Incidentally, I think this is why I deeply distrust groups, and why I follow my very own wing. I’d hate to be caught up in groupthink. I just don’t do groups well. Unsurprisingly, I’ve never been able to be a member of a religion or a political party either. It is also why I really value blogging with people whose views are different to mine: it keeps me honest and hopefully unpolarized. And my co-bloggers are people with whom I feel very comfortable airing a contrary opinion. I suspect that this was a reason why I identified with the Katniss Everdeen character the Hunger Games series – she was not someone who liked groups, and who followed her own path.

To wrap up this post, I think I’ll finish with a quote from Pinker, and relate it back to fiction in general and dystopias in particular.
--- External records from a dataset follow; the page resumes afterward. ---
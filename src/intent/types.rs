//! Goal and spec-import types (spec.md §3, §4.7).

use chrono::{DateTime, Utc};
use serde::{Deserialize, Serialize};

#[derive(Debug, Clone, Copy, PartialEq, Eq, Serialize, Deserialize)]
#[serde(rename_all = "snake_case")]
pub enum GoalStatus {
    Draft,
    Active,
    Blocked,
    Completed,
    Cancelled,
}

impl Default for GoalStatus {
    fn default() -> Self {
        GoalStatus::Draft
    }
}

#[derive(Debug, Clone, Copy, PartialEq, Eq, Serialize, Deserialize)]
#[serde(rename_all = "lowercase")]
pub enum Priority {
    Critical,
    High,
    Medium,
    Low,
}

impl Default for Priority {
    fn default() -> Self {
        Priority::Medium
    }
}

#[derive(Debug, Clone, Copy, PartialEq, Eq, Serialize, Deserialize)]
#[serde(rename_all = "snake_case")]
pub enum CriterionStatus {
    Pending,
    InProgress,
    Completed,
}

impl Default for CriterionStatus {
    fn default() -> Self {
        CriterionStatus::Pending
    }
}

#[derive(Debug, Clone, Default, Serialize, Deserialize)]
pub struct SuccessCriterion {
    pub id: String,
    pub description: String,
    #[serde(default)]
    pub priority: Priority,
    #[serde(default)]
    pub status: CriterionStatus,
    #[serde(default)]
    pub acceptance: Vec<String>,
}

#[derive(Debug, Clone, Copy, PartialEq, Eq, Serialize, Deserialize)]
#[serde(rename_all = "snake_case")]
pub enum Phase {
    Specify,
    Plan,
    Tasks,
    Implement,
    Complete,
}

impl Default for Phase {
    fn default() -> Self {
        Phase::Specify
    }
}

#[derive(Debug, Clone, Default, Serialize, Deserialize)]
pub struct Lifecycle {
    #[serde(default)]
    pub phase: Phase,
    #[serde(default)]
    pub assigned_session: Option<String>,
    #[serde(default)]
    pub assigned_at: Option<DateTime<Utc>>,
    #[serde(default)]
    pub plan_decisions: Vec<String>,
}

#[derive(Debug, Clone, Default, Serialize, Deserialize)]
pub struct GoalSource {
    #[serde(rename = "type")]
    pub source_type: String,
    pub path: String,
    #[serde(default)]
    pub branch: Option<String>,
    pub imported_at: DateTime<Utc>,
}

#[derive(Debug, Clone, Copy, PartialEq, Eq, Serialize, Deserialize)]
#[serde(rename_all = "snake_case")]
pub enum OutcomeStatus {
    Completed,
    Failed,
    Abandoned,
}

#[derive(Debug, Clone, Serialize, Deserialize)]
pub struct GoalOutcome {
    pub status: OutcomeStatus,
    pub completed_at: DateTime<Utc>,
    #[serde(default)]
    pub session_id: Option<String>,
    #[serde(default)]
    pub journal_entry: Option<String>,
}

#[derive(Debug, Clone, Serialize, Deserialize)]
pub struct Goal {
    pub id: String,
    pub name: String,
    #[serde(default)]
    pub description: String,
    #[serde(default)]
    pub status: GoalStatus,
    #[serde(default)]
    pub priority: Priority,
    #[serde(default)]
    pub deadline: Option<DateTime<Utc>>,
    #[serde(default)]
    pub success_criteria: Vec<SuccessCriterion>,
    #[serde(default)]
    pub depends_on: Vec<String>,
    #[serde(default)]
    pub projects: Vec<String>,
    #[serde(default)]
    pub tags: Vec<String>,
    #[serde(default)]
    pub source: Option<GoalSource>,
    #[serde(default)]
    pub lifecycle: Lifecycle,
    #[serde(default)]
    pub outcome: Option<GoalOutcome>,
    #[serde(default = "schema_version_default")]
    pub schema_version: u32,
}

fn schema_version_default() -> u32 {
    1
}

#[derive(Debug, Clone, Default)]
pub struct NewGoal {
    pub name: String,
    pub description: String,
    pub priority: Priority,
    pub deadline: Option<DateTime<Utc>>,
    pub projects: Vec<String>,
    pub tags: Vec<String>,
}

/// The out-of-scope markdown parser's output: an opaque input this crate
/// only consumes (spec.md §1, §4.7).
#[derive(Debug, Clone, Default)]
pub struct ImportedUserStory {
    pub description: String,
    pub acceptance_criteria: Vec<String>,
}

#[derive(Debug, Clone, Default)]
pub struct ImportedPlanDecision {
    pub decision: String,
    pub rationale: String,
}

#[derive(Debug, Clone, Default)]
pub struct ImportedSpec {
    pub title: String,
    pub path: String,
    pub branch: Option<String>,
    pub user_stories: Vec<ImportedUserStory>,
    pub plan_decisions: Vec<ImportedPlanDecision>,
}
Pinker explains that one of reasons why there may have been an expansion in the sympathy we feel towards other human beings from the Enlightenment onwards may be linked back to the expansion in literacy and the growth of the novel (at pg 175-6):

Realistic fiction, for its part, may expand readers’ circle of empathy by seducing them into thinking and feeling like people very different from themselves. Literature students are taught that the 18th century was a turning point in the history of the novel. It became a form of mass entertainment, and by the end of the century almost a hundred new novels were published in England and France every year. And unlike earlier epics which recounted the exploits of heroes, aristocrats, or saints, the novels brought to life the aspirations and losses of ordinary people.
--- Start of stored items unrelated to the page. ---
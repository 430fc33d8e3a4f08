//! Advisory file locking discipline (spec.md §5): journal appends take a
//! shared lock, whole-file rewrites take an exclusive lock for the duration
//! of the read-modify-write.

use crate::error::Result;
use fs2::FileExt;
use std::fs::{File, OpenOptions};
use std::path::Path;

pub struct ExclusiveLock {
    _file: File,
}

impl ExclusiveLock {
    /// Blocks until the exclusive lock on `path` is acquired. The lock is
    /// released when the guard drops.
    pub fn acquire(path: &Path) -> Result<Self> {
        if let Some(parent) = path.parent() {
            std::fs::create_dir_all(parent)?;
        }
        let file = OpenOptions::new()
            .create(true)
            .write(true)
            .truncate(false)
            .open(path)?;
        file.lock_exclusive()
            .map_err(|e| crate::error::Error::Fatal(format!("lock {path:?}: {e}")))?;
        Ok(Self { _file: file })
    }
}

pub struct SharedLock {
    _file: File,
}

impl SharedLock {
    pub fn acquire(path: &Path) -> Result<Self> {
        if let Some(parent) = path.parent() {
            std::fs::create_dir_all(parent)?;
        }
        let file = OpenOptions::new()
            .create(true)
            .write(true)
            .truncate(false)
            .open(path)?;
        file.lock_shared()
            .map_err(|e| crate::error::Error::Fatal(format!("lock {path:?}: {e}")))?;
        Ok(Self { _file: file })
    }
}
Lynn Hunt points out that the heyday of the Humanitarian Revolution, the late 18th century, was also the heyday of the epistolary novel. In this genre, the story unfold in a character’s own words, exposing the character’s thought sand feelings in real time rather than describing them from the distancing perspective of a disembodied narrator. In the middle of the century three melodramatic novels named after female protagonists became unlikely bestsellers: Samuel Richardson’s Pamela (1740) and Clarissa (1748), and Rousseau’s Julie or the New Hélöise (1761). Grown men burst into tears while experiencing the forbidden loves, intolerable arranged marriages, and cruel twists of fate in the lives of undistinguished women (including servants) with whom they had nothing in common. A retired military officer, writing to Rousseau, gushed:

You have driven me crazy about her. Imagine then the tears that her death must have wrung from me. …Never have I wept such delicious tears. That reading created such a powerful effect on me that I believe I would have gladly died during that supreme moment

Hunt suggests a causal chain: reading epistolary novels about characters unlike oneself exercises the ability to put oneself in other people’s shoes, which turns one against cruel punishments and other abuses of human rights.

I think that ultimately, this is why dystopias are important, and why I find them fascinating. If, in popular fiction, we explore with the ideas of how various utopian designs of society can go wrong, and feel sympathy for the victims, hopefully we can guard against being swayed by such visions. Of course the inner demons and the better angels will always be in battle within us, but if we can be aware of this, with an eye on the terrible consequences of violence, then I hope that none of these dystopias will come to be.